“What was the origin of it all, no one who knows the Turk would guess. A salutation to the dawn of Constitution Day; panic at the imaginary appearance of ghostly bayonets fixed for the charge; the instinct which impels a man to fire a rifle when another fires? In lately captured orders, the Turks were seriously warned against wasting ammunition, and now, in a quarter of an hour, they had expended thousands of rounds upon sandbags; one man killed and two slightly wounded. I afterwards learnt that the Anzacs fired off only two belts (500 rounds) of machine-gun, and 74 rounds of rifle.

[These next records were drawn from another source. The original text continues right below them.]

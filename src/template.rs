//! Default payloads for newly created elements.
//!
//! Each creating tool places an element of a fixed default size and style at
//! the click point. `z_index` is supplied by the caller (the current element
//! count) so new elements stack on top.

#[cfg(test)]
#[path = "template_test.rs"]
mod template_test;

use serde_json::{Value, json};

use crate::model::{
    ConnectorContent, ElementContent, ElementType, ImageContent, NewElement, Position, ShapeContent, ShapeKind,
    ShapePoints, Size, StickyNoteContent, Style, TextContent,
};
use crate::tool::ToolState;

pub const STICKY_NOTE_TEXT: &str = "New sticky note";
pub const TEXT_PLACEHOLDER: &str = "New text";
pub const DEFAULT_SIZE: Size = Size { width: 200.0, height: 150.0 };
pub const STAR_POINTS: u32 = 5;

fn style(value: Value) -> Style {
    match value {
        Value::Object(map) => map,
        _ => Style::new(),
    }
}

#[must_use]
pub fn sticky_note(board_id: &str, at: Position, z_index: i64) -> NewElement {
    let content = ElementContent::StickyNote(StickyNoteContent { text: STICKY_NOTE_TEXT.to_owned(), color: None });
    NewElement::new(board_id, &content, at)
        .with_size(DEFAULT_SIZE)
        .with_style(style(json!({
            "fill": "#fbbf24",
            "stroke": "#f59e0b",
            "strokeWidth": 1,
            "cornerRadius": 8,
        })))
        .with_z_index(z_index)
}

#[must_use]
pub fn shape(board_id: &str, kind: ShapeKind, at: Position, z_index: i64) -> NewElement {
    let points = (kind == ShapeKind::Star).then_some(ShapePoints::Count(STAR_POINTS));
    let content = ElementContent::Shape(ShapeContent { shape_type: kind, color: None, points });

    let (size, shape_style) = match kind {
        ShapeKind::Rectangle => (
            DEFAULT_SIZE,
            json!({ "fill": "#3b82f6", "stroke": "#2563eb", "strokeWidth": 2, "cornerRadius": 8 }),
        ),
        ShapeKind::Ellipse => (Size::new(100.0, 100.0), json!({ "fill": "#8b5cf6", "stroke": "#7c3aed", "strokeWidth": 2 })),
        ShapeKind::Triangle => (Size::new(100.0, 100.0), json!({ "fill": "#ec4899", "stroke": "#db2777", "strokeWidth": 2 })),
        ShapeKind::Star => (Size::new(100.0, 100.0), json!({ "fill": "#f59e0b", "stroke": "#d97706", "strokeWidth": 2 })),
        ShapeKind::Diamond => (Size::new(100.0, 100.0), json!({ "fill": "#10b981", "stroke": "#059669", "strokeWidth": 2 })),
        ShapeKind::Arrow => (
            Size::new(150.0, 50.0),
            json!({
                "fill": "#6366f1",
                "stroke": "#4f46e5",
                "strokeWidth": 3,
                "pointerLength": 12,
                "pointerWidth": 12,
            }),
        ),
    };

    NewElement::new(board_id, &content, at).with_size(size).with_style(style(shape_style)).with_z_index(z_index)
}

#[must_use]
pub fn text(board_id: &str, at: Position, z_index: i64) -> NewElement {
    let content = ElementContent::Text(TextContent {
        text: TEXT_PLACEHOLDER.to_owned(),
        font_size: None,
        font_family: None,
        color: None,
    });
    NewElement::new(board_id, &content, at)
        .with_size(Size::new(150.0, 50.0))
        .with_style(style(json!({ "fontSize": 18, "fill": "#f8fafc", "fontFamily": "Inter" })))
        .with_z_index(z_index)
}

#[must_use]
pub fn connector(board_id: &str, from: &str, to: &str, at: Position, z_index: i64) -> NewElement {
    let content = ElementContent::Connector(ConnectorContent {
        from_element_id: from.to_owned(),
        to_element_id: to.to_owned(),
        label: None,
    });
    NewElement::new(board_id, &content, at)
        .with_style(style(json!({ "stroke": "#94a3b8", "strokeWidth": 2 })))
        .with_z_index(z_index)
}

#[must_use]
pub fn image(board_id: &str, url: &str, at: Position, z_index: i64) -> NewElement {
    let content = ElementContent::Image(ImageContent { url: url.to_owned(), alt: None });
    NewElement::new(board_id, &content, at).with_size(Size::new(240.0, 180.0)).with_z_index(z_index)
}

/// Template for a click with the active tool, for tools that place an
/// element with a single click.
#[must_use]
pub fn for_tool(tools: &ToolState, board_id: &str, at: Position, z_index: i64) -> Option<NewElement> {
    match tools.active.creates()? {
        ElementType::StickyNote => Some(sticky_note(board_id, at, z_index)),
        ElementType::Shape => Some(shape(board_id, tools.shape, at, z_index)),
        ElementType::Text => Some(text(board_id, at, z_index)),
        ElementType::Connector | ElementType::Image => None,
    }
}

“When the storm subsided, we and the Turkish snipers settled down again to normal relations, and all was star-lit peace. At half-past three the phantom of false dawn died into daylight, and the men who had been ‘standing to’ all night sank to sleep at the bottom of the trenches. Picking my way over their splendid forms, I climbed down the cliffs again to my cavern beside the sea. I was told that, as an attack was expected that night (spies so reported), not a single man in the Anzac force had gone sick.”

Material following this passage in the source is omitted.